At one point, as he starred for England in a deep role, receiving possession and playing an array of long, vertical passes as well as short passes, he looked as if he could replicate that role at club level, especially as Mikel Arteta was breaking down and Mathieu Flamini was, well, Mathieu Flamini.
Now, Arsène Wenger has Mohamed Elneny to deputise for Xhaka, as well as Francis Coquelin, who, while terrible, at least has an idea of what he’s doing defensively, even if it’s a bad one; Wilshere, with 2 tackles and 0 interceptions in 113 European Championship minutes, and 1.7 tackles and 1 interception per 90 minutes in his last 1060 minutes for Arsenal, does not. Furthermore, Wilshere is now behind Cazorla, and that should be concerning for Cazorla offers much the same as Wilshere: passing from deep, the ability to dribble away from players while under some pressure, limited goal threat and dynamism in the final third. When Wilshere has played for Arsenal in the last 18 months, it has often been from the right-hand side; not as a deep play maker, not as a #8, not as the #10 on the back of his shirt, but as a wide playmaker. He is a player without a position, and soon a player without a permanent club.
His immediate concern is likely to find playing time so he can get back into the England side. His performance at the Euros—apparently a guideline as to whether Arsenal would offer him a new contract—was dismal, with Wilshere a clear second choice to Eric Dier. He is now behind Dier and Leicester’s Danny Drinkwater, with Sam Allardyce openly exploring the possibility of Steven N’Zonzi playing for England. Wayne Rooney has taken another midfield place, and while there are issues with Rooney’s own midfield performances, when Wilshere had the chance to dislodge him in June against Slovakia, he failed to. Tottenham’s Dele Alli, not on the radar the last time Jack Wilshere completed 90 minutes for Arsenal (September 2014), has a well-earned starting role ahead of him. But Wilshere should be also concerned about his Arsenal place.
He has, through his own developmental inertia and injury, quickly become 4th choice. Youngsters like Jeff Reine-Adelaide and especially Alex Iwobi could move him further behind on the depth chart. Arsène Wenger, Wilshere’s biggest advocate, who changed a successful set-up in 2014/15 to force Wilshere into the side, moving Mesut Özil to an unfavourable wide position in the process, is no longer building a team around Wilshere; he’s now building it without him.
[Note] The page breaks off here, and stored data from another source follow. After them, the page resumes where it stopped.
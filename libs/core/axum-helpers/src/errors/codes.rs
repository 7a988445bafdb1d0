//! Type-safe error codes for API responses.
//!
//! Each error code carries:
//! - a string identifier for clients (e.g., "VALIDATION_ERROR")
//! - an integer code for logging and monitoring (e.g., 1001)
//! - a default human-readable message
//!
//! # Example
//!
//! ```rust
//! use axum_helpers::errors::ErrorCode;
//!
//! let code = ErrorCode::ValidationError;
//! assert_eq!(code.as_str(), "VALIDATION_ERROR");
//! assert_eq!(code.code(), 1001);
//! assert_eq!(code.default_message(), "Request validation failed");
//! ```

use serde::{Deserialize, Serialize};
use utoipa::ToSchema;

/// Standardized error codes for API responses.
#[derive(Debug, Clone, Copy, PartialEq, Eq, Hash, Serialize, Deserialize, ToSchema)]
#[serde(rename_all = "SCREAMING_SNAKE_CASE")]
pub enum ErrorCode {
    // Client errors (1000-1999)
    /// Request validation failed
    ValidationError,

    /// Malformed resource identifier in the path
    InvalidId,

    /// JSON extraction from request body failed
    JsonExtraction,

    /// Requested resource was not found
    NotFound,

    /// Request conflicts with an existing resource (e.g., unique field taken)
    Conflict,

    /// Request is well-formed but cannot be acted on (e.g., empty update)
    BadRequest,

    // Server errors
    /// An unexpected internal server error occurred
    InternalError,
}

impl ErrorCode {
    /// SCREAMING_SNAKE_CASE identifier clients can match on.
    pub fn as_str(&self) -> &'static str {
        match self {
            Self::ValidationError => "VALIDATION_ERROR",
            Self::InvalidId => "INVALID_ID",
            Self::JsonExtraction => "JSON_EXTRACTION",
            Self::NotFound => "NOT_FOUND",
            Self::Conflict => "CONFLICT",
            Self::BadRequest => "BAD_REQUEST",
            Self::InternalError => "INTERNAL_ERROR",
        }
    }

    /// Integer code for structured logs and metrics.
    ///
    /// Client and generic server errors live in 1000-1999.
    pub fn code(&self) -> i32 {
        match self {
            Self::ValidationError => 1001,
            Self::InvalidId => 1002,
            Self::JsonExtraction => 1003,
            Self::NotFound => 1004,
            Self::InternalError => 1005,
            Self::Conflict => 1008,
            Self::BadRequest => 1012,
        }
    }

    /// Default user-facing message; handlers usually supply a more specific one.
    pub fn default_message(&self) -> &'static str {
        match self {
            Self::ValidationError => "Request validation failed",
            Self::InvalidId => "Invalid identifier format",
            Self::JsonExtraction => "Failed to parse request body",
            Self::NotFound => "Resource not found",
            Self::Conflict => "Resource already exists",
            Self::BadRequest => "Bad request",
            Self::InternalError => "An internal server error occurred",
        }
    }
}

impl std::fmt::Display for ErrorCode {
    fn fmt(&self, f: &mut std::fmt::Formatter<'_>) -> std::fmt::Result {
        write!(f, "{}", self.as_str())
    }
}

#[cfg(test)]
mod tests {
    use super::*;

    #[test]
    fn test_error_code_string_representation() {
        assert_eq!(ErrorCode::ValidationError.as_str(), "VALIDATION_ERROR");
        assert_eq!(ErrorCode::InvalidId.as_str(), "INVALID_ID");
        assert_eq!(ErrorCode::Conflict.as_str(), "CONFLICT");
    }

    #[test]
    fn test_error_code_integer_codes() {
        assert_eq!(ErrorCode::ValidationError.code(), 1001);
        assert_eq!(ErrorCode::Conflict.code(), 1008);
        assert_eq!(ErrorCode::BadRequest.code(), 1012);
    }

    #[test]
    fn test_serialized_form_matches_as_str() {
        for code in [
            ErrorCode::ValidationError,
            ErrorCode::InvalidId,
            ErrorCode::JsonExtraction,
            ErrorCode::NotFound,
            ErrorCode::Conflict,
            ErrorCode::BadRequest,
            ErrorCode::InternalError,
        ] {
            let json = serde_json::to_string(&code).unwrap();
            assert_eq!(json, format!("\"{}\"", code.as_str()));
        }
    }

    #[test]
    fn test_error_code_display() {
        assert_eq!(ErrorCode::NotFound.to_string(), "NOT_FOUND");
    }
}
//! Application state management

use mongodb::{Client, Database};

/// Shared application state
#[derive(Clone)]
pub struct AppState {
    pub config: crate::config::Config,
    pub mongo_client: Client,
    pub db: Database,
}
Even if Wilshere is in the long-term plans at Arsenal, Wenger sees fit to not include him in the short term, and with Wenger out of contract at the end of the year, there must surely be uncertainty as to whether Wilshere remains, with his contract expiring in two summers.
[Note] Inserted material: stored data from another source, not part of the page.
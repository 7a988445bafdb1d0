use async_trait::async_trait;
use futures::stream::BoxStream;
use mongodb::bson::oid::ObjectId;

use crate::error::ProductResult;
use crate::models::{CreateProduct, Product, UpdateProduct};

/// Lazy sequence of stored products, in store-native order.
pub type ProductStream = BoxStream<'static, ProductResult<Product>>;

/// Repository trait for Product persistence
///
/// Uniqueness of `code` is enforced by the store; implementations report a
/// clash as `ProductError::DuplicateCode`.
#[cfg_attr(test, mockall::automock)]
#[async_trait]
pub trait ProductRepository: Send + Sync {
    /// Insert a new product
    async fn create(&self, input: CreateProduct) -> ProductResult<Product>;

    /// Stream every product; each call issues a fresh query
    async fn list(&self) -> ProductResult<ProductStream>;

    /// Get a product by ID
    async fn get_by_id(&self, id: ObjectId) -> ProductResult<Option<Product>>;

    /// Apply the supplied fields and return the post-update document, or
    /// `None` when no product has this id
    async fn update(&self, id: ObjectId, input: UpdateProduct) -> ProductResult<Option<Product>>;

    /// Delete a product by ID, returning whether one was removed
    async fn delete(&self, id: ObjectId) -> ProductResult<bool>;
}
One England coach wanted to spend time with Wilshere on the training pitch and re-programme him and the way he plays, efforts which he’s resisted, saying he doesn’t think he can change. Wilshere may find that he may be left with no choice but to change. England have moved on from his talent and potential, and while international football is reactive and pragmatic, his club side, the team that have protected him through injury and off-field shenanigans, now feel comfortable doing so too.